En este momento era otro el negocio que les traía. A él, le eligieron para ser
el ejecutor de un proyecto colectivo, y aún no entendía los motivos. El tiempo
dirá, -pensaba el marinero- cuando Almécija rompió la abstracción en la que se
encontraba.
-Nagreda, hemos vendido tu barco a un
amigo, es un acto formal. Tenemos que borrar tus huellas, nadie debe saber ni
por dónde ni hacia dónde te mueves. Lo hemos desamarrado de este puerto y lo hemos
atracado en el de Adra. Desde allí nos resultaría más fácil tomar vías de
seguridad en el Mediterráneo si tuviésemos que poner tierra de por medio.
La organización se había adelantado a la
conformidad del marinero, ellos sabían que aceptaría la propuesta. Ante la
información de Almécija, Negreda sonrió y le respondió:
-De acuerdo, pero a partir de ahora las
fichas las muevo yo.
Negreda, miraba las calles que horas atrás
pisó; ya no eran las mismas. Las alarmas del marinero estaban activas y
procesaba las sombras de las callejuelas en su cerebro al mismo tiempo que las
miraba. Esa sensación de clandestino era una vieja conocida de él. Le
acompañaba desde chavea y, a sus cincuenta años, formaba parte de su instinto.

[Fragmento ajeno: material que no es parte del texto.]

#![warn(clippy::all)]
#![warn(missing_docs)]
#![warn(rustdoc::missing_doc_code_examples)]
#![warn(clippy::missing_docs_in_private_items)]
#![doc = include_str!("../README.md")]

mod batch;
mod config;
mod dataset;
mod errors;
mod exported;
mod extract;
mod field;
mod locator;
mod nodal;
mod project;
mod provider;
mod record;
mod report;
mod steps;
mod vector;
mod writer;

pub use batch::{
    process_artifact, ArtifactResult, BatchDriver, BatchOutcome, ExtractionPlan, RunState,
    RunSummary, SkipReason, SkippedArtifact,
};
pub use config::{
    CsvOptions, HarvestConfig, DEFAULT_ARTIFACT_TIMEOUT_SECS, DEFAULT_EXTENSION, DEFAULT_MARKER,
};
pub use dataset::{merge_tables, Dataset};
pub use errors::{BatchError, ConfigError, FieldError, OutputError, ProviderError};
pub use exported::{ExportedResultProvider, ExportedResultSet};
pub use extract::{
    QuantityResult, StepExtraction, StepExtractor, StepQuantities, REACTION_FORCE_FALLBACK,
};
pub use field::Field;
pub use locator::{ArtifactLocator, SearchScope};
pub use nodal::{nodal_records, NodalDataset, NodalRecord};
pub use project::{resolve_project_name, UNKNOWN_PROJECT};
pub use provider::{Location, MeshInfo, QuantityKind, ResultProvider, ResultSession, Step};
pub use record::{assemble_record, Artifact, ArtifactTable, Record};
pub use report::render_summary;
pub use steps::StepEnumerator;
pub use vector::{Displacement, Force};
pub use writer::{column_name, write_table, write_table_to_path, Table};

Todo empezaba de nuevo; la clandestinidad conllevaba pisos francos, documentación
falsa, estar en continuo movimiento, tener preparadas varias salidas, no
descuidar nunca la retaguardia…Pero en aquella ocasión existía una gran
diferencia con las otras. Se le pedía que él mismo se metiera en una
ratonera, que jugara al gato y al ratón en una ciudad pequeña y militarizada,
donde su gente apenas tenía estructura y su fortaleza ideológica estaba por
demostrar. Aún así, en esas condiciones, él había dicho que sí. Sabiendo
además, porque Lola y Abrahán se lo adelantaban, que aquella batalla no se daba
para ganarla.
La sublevación de la urbe no es el
objetivo, es la excusa,- Le dijeron.- Nosotros como ellos, necesitamos
aprender. El humo que viene de la Ribera Norte de África no nos puede dejar
ciegos cuando las llamas lleguen hasta aquí.
Cuando se subió en la parte trasera del
coche, la Cubana le saludó desde el asiento del conductor:
-Hola marinero, bien venido a bordo.
Negreda le devolvió el saludo
recordando las palabras de Lola: - “a partir de ahora, Almécija y la Cubana van
a ser tu sombra”.
En aquel contexto mundial, aquella ciudad.
Eran el continente y con su contenido, tenía que SUBLEVARSE. El juego ya estaba
en marcha, los acontecimientos irían diciendo.